Scientists engineered bacteria to eat carbon dioxide and spit out clean chemicals
Fermentation is not just for wine and beer.
Fermentation, which makes wine and beer alcoholic, has now joined humanity’s proverbial toolbelt in lowering the amount of carbon dioxide in the atmosphere.
Researchers at synthetic biology company LanzaTech in Illinois engineered the bacterium Clostridium autoethanogenum to ferment carbon monoxide and carbon dioxide into everyday chemicals like acetone and isopropanol, which are used in disinfectants and rubbing alcohols, and are the basis for acrylic glass and polypropylene plastics.
This process harnesses CO and CO2 to create a useful byproduct that makes it carbon negative, meaning that it can decrease the amount of carbon dioxide funneled into the atmosphere, which contributes to heat and, therefore, climate change. The researchers published their findings earlier this week in the journal Nature Biotechnology.
What’s new — Traditionally, acetone and isopropanol (a.k.a. isopropyl alcohol, or IPA) are resource-intensive byproducts that require lots of fossil fuels for their creation. Acetone comes from the raw materials benzene and propylene. According to their paper, these massive industries have a combined global market of more than $10 billion.
These researchers have found a cleaner way to produce these chemicals that can help purge the atmosphere of carbon dioxide. In fermentation, yeast eats sugar and produces ethanol. In this analogous process, the bacterium has been engineered to eat CO and CO2 and produce these chemicals. In its pre-engineered, natural form, it creates ethanol. Using synthetic biology, the bacterium can now produce acetone or IPA.
“Our motivation was to find some feedstock that’s abundant,” Michael Köpke, the paper’s corresponding author and the director of synthetic biology at LanzaTech, tells Inverse.
“If you want to be cost-competitive for such commodity chemicals, it’s hard if you start from something like sugars, which already is traded as commodities. I think we wanted to have something that’s low-cost [and] that’s a waste.” Emissions from industrial plants are pretty much a buffet.
Why it matters — According to Köpke, the traditional production methods pump large amounts of CO2 into the atmosphere. Here’s how the numbers break down for each substance using traditional methods:
- 1 kg of acetone produces 2.55 kg of CO2
- 1 kg of IPA produces 1.85 kg of CO2
Here’s how their fermentation process changes that:
- 1 kg of acetone removes 1.78 kg of CO2
- 1 kg of IPA removes 1.17 kg of CO2
While this isn’t a one-to-one change, it’s a step in the right direction.
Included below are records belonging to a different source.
use std::collections::HashSet;
use std::fmt;

use serde::Serialize;

use crate::error::TableError;

/// An uploaded file: the raw bytes plus the name the user gave it.
#[derive(Debug, Clone)]
pub struct RawUpload {
    pub name: String,
    pub bytes: Vec<u8>,
}

impl RawUpload {
    pub fn new(name: impl Into<String>, bytes: impl Into<Vec<u8>>) -> Self {
        Self {
            name: name.into(),
            bytes: bytes.into(),
        }
    }
}

/// Scalar kind of a column, fixed once the table is built.
#[derive(Debug, Clone, Copy, PartialEq, Eq, Hash, Serialize)]
#[serde(rename_all = "lowercase")]
pub enum ColumnKind {
    Numeric,
    Textual,
}

impl ColumnKind {
    pub fn label(self) -> &'static str {
        match self {
            ColumnKind::Numeric => "numeric",
            ColumnKind::Textual => "text",
        }
    }
}

impl fmt::Display for ColumnKind {
    fn fmt(&self, f: &mut fmt::Formatter<'_>) -> fmt::Result {
        f.write_str(self.label())
    }
}

/// Cell storage for one column. The variant is the column's kind.
#[derive(Debug, Clone, PartialEq)]
pub enum ColumnData {
    Numeric(Vec<Option<f64>>),
    Textual(Vec<Option<String>>),
}

/// A named column of cells, any of which may be null.
#[derive(Debug, Clone, PartialEq)]
pub struct Column {
    name: String,
    data: ColumnData,
}

impl Column {
    pub fn new(name: impl Into<String>, data: ColumnData) -> Self {
        Self {
            name: name.into(),
            data,
        }
    }

    /// Numeric column from optional values, `None` being null.
    pub fn numeric(name: impl Into<String>, values: Vec<Option<f64>>) -> Self {
        Self::new(name, ColumnData::Numeric(values))
    }

    pub fn textual<S: Into<String>>(name: impl Into<String>, values: Vec<Option<S>>) -> Self {
        let values = values.into_iter().map(|v| v.map(Into::into)).collect();
        Self::new(name, ColumnData::Textual(values))
    }

    pub fn name(&self) -> &str {
        &self.name
    }

    pub fn data(&self) -> &ColumnData {
        &self.data
    }

    /// The kind follows the storage variant and never changes.
    pub fn kind(&self) -> ColumnKind {
        match self.data {
            ColumnData::Numeric(_) => ColumnKind::Numeric,
            ColumnData::Textual(_) => ColumnKind::Textual,
        }
    }

    /// Number of cells, nulls included.
    pub fn len(&self) -> usize {
        match &self.data {
            ColumnData::Numeric(v) => v.len(),
            ColumnData::Textual(v) => v.len(),
        }
    }

    pub fn is_empty(&self) -> bool {
        self.len() == 0
    }

    /// Number of null cells.
    pub fn null_count(&self) -> usize {
        match &self.data {
            ColumnData::Numeric(v) => v.iter().filter(|c| c.is_none()).count(),
            ColumnData::Textual(v) => v.iter().filter(|c| c.is_none()).count(),
        }
    }

    /// Non-null numeric values in row order. Empty for textual columns.
    pub fn numbers(&self) -> Vec<f64> {
        match &self.data {
            ColumnData::Numeric(v) => v.iter().flatten().copied().collect(),
            ColumnData::Textual(_) => Vec::new(),
        }
    }

    /// Non-null text values in row order. Empty for numeric columns.
    pub fn texts(&self) -> Vec<&str> {
        match &self.data {
            ColumnData::Textual(v) => v.iter().flatten().map(String::as_str).collect(),
            ColumnData::Numeric(_) => Vec::new(),
        }
    }

    /// Display form of the cell at `row`, `None` for null or out of range.
    pub fn display_cell(&self, row: usize) -> Option<String> {
        match &self.data {
            ColumnData::Numeric(v) => v.get(row).copied().flatten().map(|n| n.to_string()),
            ColumnData::Textual(v) => v.get(row).cloned().flatten(),
        }
    }
}

/// The loaded dataset: ordered, uniquely named columns of equal length.
///
/// A `Table` is read-only once built. Construction rejects fewer than two
/// columns, since a one-column parse almost always means the wrong delimiter
/// was guessed.
#[derive(Debug, Clone, PartialEq)]
pub struct Table {
    columns: Vec<Column>,
    rows: usize,
}

impl Table {
    /// Build a table from its columns, in display order.
    ///
    /// # Arguments
    /// * `columns` - The columns, each already holding its cells
    ///
    /// # Returns
    /// * `Result<Table, TableError>` - The table, or why the columns cannot form one
    ///
    /// # Errors
    /// * `TooFewColumns` when fewer than two columns are given
    /// * `DuplicateColumn` when two columns share a name
    /// * `LengthMismatch` when a column's length differs from the first column's
    pub fn from_columns(columns: Vec<Column>) -> Result<Self, TableError> {
        if columns.len() < 2 {
            return Err(TableError::TooFewColumns(columns.len()));
        }

        let mut seen = HashSet::with_capacity(columns.len());
        for col in &columns {
            if !seen.insert(col.name()) {
                return Err(TableError::DuplicateColumn(col.name().to_string()));
            }
        }

        let rows = columns[0].len();
        if let Some(col) = columns.iter().find(|c| c.len() != rows) {
            return Err(TableError::LengthMismatch {
                column: col.name().to_string(),
                expected: rows,
                found: col.len(),
            });
        }

        Ok(Self { columns, rows })
    }

    /// Number of data rows, the header excluded.
    pub fn n_rows(&self) -> usize {
        self.rows
    }

    pub fn n_cols(&self) -> usize {
        self.columns.len()
    }

    pub fn columns(&self) -> &[Column] {
        &self.columns
    }

    /// Look up a column by exact name.
    pub fn column(&self, name: &str) -> Option<&Column> {
        self.columns.iter().find(|c| c.name() == name)
    }

    pub fn column_names(&self) -> Vec<&str> {
        self.columns.iter().map(Column::name).collect()
    }

    /// Numeric columns in table order.
    pub fn numeric_columns(&self) -> impl Iterator<Item = &Column> {
        self.columns_of(ColumnKind::Numeric)
    }

    /// Textual columns in table order.
    pub fn textual_columns(&self) -> impl Iterator<Item = &Column> {
        self.columns_of(ColumnKind::Textual)
    }

    fn columns_of(&self, kind: ColumnKind) -> impl Iterator<Item = &Column> {
        self.columns.iter().filter(move |c| c.kind() == kind)
    }
}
For reference, a typical car emits nearly 9 kilograms of CO2 per gallon of gasoline, meaning one car can give off about 4.6 metric tons per year. Considering acetone and IPA are two of the most commonly used chemicals in everyday products, the amount of carbon dioxide added to — or removed from — the environment is staggering.
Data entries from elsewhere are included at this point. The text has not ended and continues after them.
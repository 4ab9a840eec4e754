use plotters::drawing::DrawingAreaErrorKind;
use thiserror::Error;

/// Reasons a set of columns cannot form a [`Table`](crate::table::Table).
#[derive(Debug, Clone, PartialEq, Eq, Error)]
pub enum TableError {
    #[error("a table needs at least 2 columns, found {0}")]
    TooFewColumns(usize),

    #[error("duplicate column name '{0}'")]
    DuplicateColumn(String),

    #[error("column '{column}' has {found} rows, expected {expected}")]
    LengthMismatch {
        column: String,
        expected: usize,
        found: usize,
    },
}

/// Crate-level error type.
///
/// Everything past the loader is a render fault: nothing is retried and the
/// request that triggered it is aborted.
#[derive(Debug, Error)]
pub enum InsightError {
    /// No encoding/delimiter combination produced a table with 2+ columns.
    #[error("Could not read the file. Please make sure it's a valid CSV or TSV file.")]
    UnreadableFormat,

    #[error(transparent)]
    Table(#[from] TableError),

    #[error("no column named '{0}'")]
    UnknownColumn(String),

    #[error("chart rendering failed: {0}")]
    Render(String),

    #[error("image encoding failed: {0}")]
    Image(#[from] image::ImageError),

    #[error("PDF generation failed: {0}")]
    Pdf(#[from] lopdf::Error),

    #[error(transparent)]
    Io(#[from] std::io::Error),
}

impl<E> From<DrawingAreaErrorKind<E>> for InsightError
where
    E: std::error::Error + Send + Sync,
{
    fn from(err: DrawingAreaErrorKind<E>) -> Self {
        InsightError::Render(err.to_string())
    }
}
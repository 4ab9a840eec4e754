#![allow(dead_code)]

use std::sync::Mutex;

use csv_insight::error::InsightError;
use csv_insight::graph::{ChartRenderer, Raster};
use csv_insight::table::{Column, Table};

/// One chart request seen by [`StubRenderer`].
#[derive(Debug, Clone, PartialEq)]
pub enum ChartCall {
    Histogram { title: String, column: String, values: Vec<f64> },
    Bar { title: String, x_label: String, counts: Vec<(String, usize)> },
}

/// Renderer that records each call and returns a tiny solid-colour raster,
/// so tests do not depend on system fonts.
#[derive(Default)]
pub struct StubRenderer {
    pub calls: Mutex<Vec<ChartCall>>,
}

impl StubRenderer {
    pub fn calls(&self) -> Vec<ChartCall> {
        self.calls.lock().unwrap().clone()
    }

    fn raster(seed: usize) -> Raster {
        let shade = (seed % 256) as u8;
        Raster {
            width: 4,
            height: 2,
            pixels: vec![shade; 4 * 2 * 3],
        }
    }
}

impl ChartRenderer for StubRenderer {
    fn histogram(&self, title: &str, column: &str, values: &[f64]) -> Result<Raster, InsightError> {
        self.calls.lock().unwrap().push(ChartCall::Histogram {
            title: title.to_string(),
            column: column.to_string(),
            values: values.to_vec(),
        });
        Ok(Self::raster(title.len()))
    }

    fn bar_chart(
        &self,
        title: &str,
        x_label: &str,
        counts: &[(String, usize)],
    ) -> Result<Raster, InsightError> {
        self.calls.lock().unwrap().push(ChartCall::Bar {
            title: title.to_string(),
            x_label: x_label.to_string(),
            counts: counts.to_vec(),
        });
        Ok(Self::raster(title.len()))
    }
}

/// Renderer whose every chart fails.
pub struct FailingRenderer;

impl ChartRenderer for FailingRenderer {
    fn histogram(&self, _: &str, _: &str, _: &[f64]) -> Result<Raster, InsightError> {
        Err(InsightError::Render("backend unavailable".to_string()))
    }

    fn bar_chart(&self, _: &str, _: &str, _: &[(String, usize)]) -> Result<Raster, InsightError> {
        Err(InsightError::Render("backend unavailable".to_string()))
    }
}

/// `{id: [1, 2, null], name: ["a", "b", "c"]}`
pub fn id_name_table() -> Table {
    Table::from_columns(vec![
        Column::numeric("id", vec![Some(1.0), Some(2.0), None]),
        Column::textual("name", vec![Some("a"), Some("b"), Some("c")]),
    ])
    .unwrap()
}

pub fn numeric_only_table() -> Table {
    Table::from_columns(vec![
        Column::numeric("x", vec![Some(1.0), Some(2.0), Some(3.0), Some(4.0)]),
        Column::numeric("y", vec![Some(10.0), None, Some(30.0), Some(40.0)]),
    ])
    .unwrap()
}

pub fn textual_only_table() -> Table {
    Table::from_columns(vec![
        Column::textual("city", vec![Some("Oslo"), Some("Rome"), Some("Oslo"), None]),
        Column::textual("team", vec![Some("red"), Some("blue"), Some("blue"), Some("blue")]),
    ])
    .unwrap()
}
Acetone and IPA are just the beginning. “What’s exciting is that we think that these same tools can also be leveraged to adapt a wide range of commodity chemicals to this carbon negative manufacturing approach,” says co-author Michael Jewett, a chemical and biological engineering professor at Northwestern University. Jewett also consults with LanzaTech.
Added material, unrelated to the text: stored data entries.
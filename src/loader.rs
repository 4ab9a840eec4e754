use std::borrow::Cow;
use std::collections::{HashMap, HashSet};

use lazy_static::lazy_static;
use log::{debug, info};
use regex::Regex;
use thiserror::Error;

use crate::error::TableError;
use crate::table::{Column, ColumnData, Table};

/// Text encodings tried, in order. UTF-8 must fail before Latin-1 is used.
#[derive(Debug, Clone, Copy, PartialEq, Eq)]
pub enum TextEncoding {
    Utf8,
    Latin1,
}

pub const ENCODINGS: [TextEncoding; 2] = [TextEncoding::Utf8, TextEncoding::Latin1];

pub const DELIMITERS: [u8; 4] = [b',', b'\t', b';', b'|'];

lazy_static! {
    /// ASCII only; `\d` would also accept digits `f64::from_str` rejects.
    static ref NUMBER: Regex = Regex::new(r"^[+-]?([0-9]+(\.[0-9]*)?|\.[0-9]+)([eE][+-]?[0-9]+)?$")
        .expect("valid number pattern");

    /// Cell contents read as missing values.
    static ref NULL_TOKENS: HashSet<&'static str> = [
        "", "NA", "N/A", "n/a", "NaN", "nan", "-NaN", "-nan", "NULL", "null", "None",
        "<NA>", "#N/A", "#N/A N/A", "#NA", "-1.#IND", "-1.#QNAN", "1.#IND", "1.#QNAN",
    ]
    .into_iter()
    .collect();
}

/// Why one (encoding, delimiter) attempt was rejected.
#[derive(Debug, Error)]
pub enum AttemptFailure {
    #[error("bytes are not valid {0:?}")]
    Decode(TextEncoding),

    #[error("no header row")]
    Empty,

    #[error(transparent)]
    Csv(#[from] csv::Error),

    #[error("row {row} has {found} fields, header has {expected}")]
    RaggedRow {
        row: usize,
        expected: usize,
        found: usize,
    },

    #[error(transparent)]
    Table(#[from] TableError),
}

/// Turn uploaded bytes into a [`Table`], guessing encoding and delimiter.
///
/// Every (encoding, delimiter) pair is tried in order and the first parse
/// yielding more than one column wins. Returns `None` when all of them fail.
///
/// Data that genuinely has a single column cannot be told apart from a wrong
/// delimiter guess and is always rejected.
///
/// # Arguments
/// * `bytes` - The uploaded file, unmodified
///
/// # Returns
/// * `Option<Table>` - The first table that parsed, or `None` for an unreadable
///   upload
///
/// # Example
/// ```
/// let table = csv_insight::load(b"a;b\n1;x\n2;y\n").unwrap();
/// assert_eq!(table.column_names(), vec!["a", "b"]);
/// ```
pub fn load(bytes: &[u8]) -> Option<Table> {
    for encoding in ENCODINGS {
        let text = match decode(bytes, encoding) {
            Ok(text) => text,
            Err(err) => {
                debug!("skipping {encoding:?}: {err}");
                continue;
            }
        };

        for delimiter in DELIMITERS {
            match parse_delimited(&text, delimiter) {
                Ok(table) => {
                    info!(
                        "parsed upload as {encoding:?} with delimiter {:?}: {} rows x {} columns",
                        delimiter as char,
                        table.n_rows(),
                        table.n_cols()
                    );
                    return Some(table);
                }
                Err(err) => debug!(
                    "attempt {encoding:?}/{:?} rejected: {err}",
                    delimiter as char
                ),
            }
        }
    }

    info!("no encoding/delimiter combination produced a table");
    None
}

/// Decode `bytes` with the given encoding. Latin-1 never fails.
pub fn decode(bytes: &[u8], encoding: TextEncoding) -> Result<Cow<'_, str>, AttemptFailure> {
    match encoding {
        TextEncoding::Utf8 => {
            let bytes = bytes.strip_prefix(b"\xEF\xBB\xBF").unwrap_or(bytes);
            encoding_rs::UTF_8
                .decode_without_bom_handling_and_without_replacement(bytes)
                .ok_or(AttemptFailure::Decode(encoding))
        }
        TextEncoding::Latin1 => Ok(encoding_rs::mem::decode_latin1(bytes)),
    }
}

/// Parse decoded text as delimited rows with a header line.
///
/// Rows shorter than the header are padded with nulls; longer rows fail the
/// attempt.
pub fn parse_delimited(text: &str, delimiter: u8) -> Result<Table, AttemptFailure> {
    let mut reader = csv::ReaderBuilder::new()
        .delimiter(delimiter)
        .has_headers(true)
        .flexible(true)
        .from_reader(text.as_bytes());

    let headers = normalise_headers(reader.headers()?.iter());
    if headers.is_empty() {
        return Err(AttemptFailure::Empty);
    }

    let width = headers.len();
    let mut cells: Vec<Vec<Option<String>>> = vec![Vec::new(); width];

    for (row, record) in reader.records().enumerate() {
        let record = record?;
        if record.len() > width {
            return Err(AttemptFailure::RaggedRow {
                row: row + 1,
                expected: width,
                found: record.len(),
            });
        }
        for (idx, column) in cells.iter_mut().enumerate() {
            column.push(record.get(idx).filter(|c| !is_null(c)).map(str::to_string));
        }
    }

    let columns = headers
        .into_iter()
        .zip(cells)
        .map(|(name, values)| infer_column(name, values))
        .collect();

    Ok(Table::from_columns(columns)?)
}

/// Build a column, choosing numeric when every non-null cell is a number.
///
/// A column with no rows at all stays textual.
pub fn infer_column(name: String, values: Vec<Option<String>>) -> Column {
    let numeric = !values.is_empty()
        && values
            .iter()
            .flatten()
            .all(|cell| is_number(cell));

    if numeric {
        let numbers = values
            .iter()
            .map(|cell| cell.as_deref().and_then(|c| c.trim().parse::<f64>().ok()))
            .collect();
        Column::new(name, ColumnData::Numeric(numbers))
    } else {
        Column::new(name, ColumnData::Textual(values))
    }
}

/// ASCII decimal or exponent literal that parses to an `f64`.
pub fn is_number(cell: &str) -> bool {
    let cell = cell.trim();
    NUMBER.is_match(cell) && cell.parse::<f64>().is_ok()
}

pub fn is_null(cell: &str) -> bool {
    NULL_TOKENS.contains(cell)
}

/// Fill blank header names and de-duplicate repeats with `.1`, `.2`, ...
fn normalise_headers<'a>(raw: impl Iterator<Item = &'a str>) -> Vec<String> {
    let mut counts: HashMap<String, usize> = HashMap::new();
    let mut taken: HashSet<String> = HashSet::new();
    let mut names = Vec::new();

    for (idx, header) in raw.enumerate() {
        let base = if header.is_empty() {
            format!("Unnamed: {idx}")
        } else {
            header.to_string()
        };

        let mut name = base.clone();
        while taken.contains(&name) {
            let n = counts.entry(base.clone()).or_insert(0);
            *n += 1;
            name = format!("{base}.{n}");
        }
        taken.insert(name.clone());
        names.push(name);
    }

    names
}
Digging into the details — The traditional processes for creating acetone and IPA from raw materials have been refined over decades, so it’s optimized for the market. Since this process is still new, it lacks that advantage.
“Our process is new, though we expect that over time, we can get the cost advantage,” Köpke says. “Not only is this more sustainable, but also cost [effective].”
Capturing feedstock for their carbon-hungry bacteria is easy considering many places, like steel mills, funnel out carbon gases. “We would essentially capture a gas from the steel mill going out of the smokestack through a pipe [and] transfer that to our bioreactors,” Köpke says. These bioreactors would be about 500,000 liters. Another option is to use carbon gases produced from cities, so Köpke mentions setting up shop in a landfill.
What’s next — The next step is to continue to scale up this process to make it a mainstream industrial tool.
Köpke also hopes to keep exploring other bacteria as conduits to ferment CO and CO2 into valuable products, beyond ethanol, acetone, and IPA. He sees this process as contributing to a circular economy in which, once the market hits a point of equilibrium, it’s simply re-using the same carbon gases repeatedly — what goes in must go back out and then back in.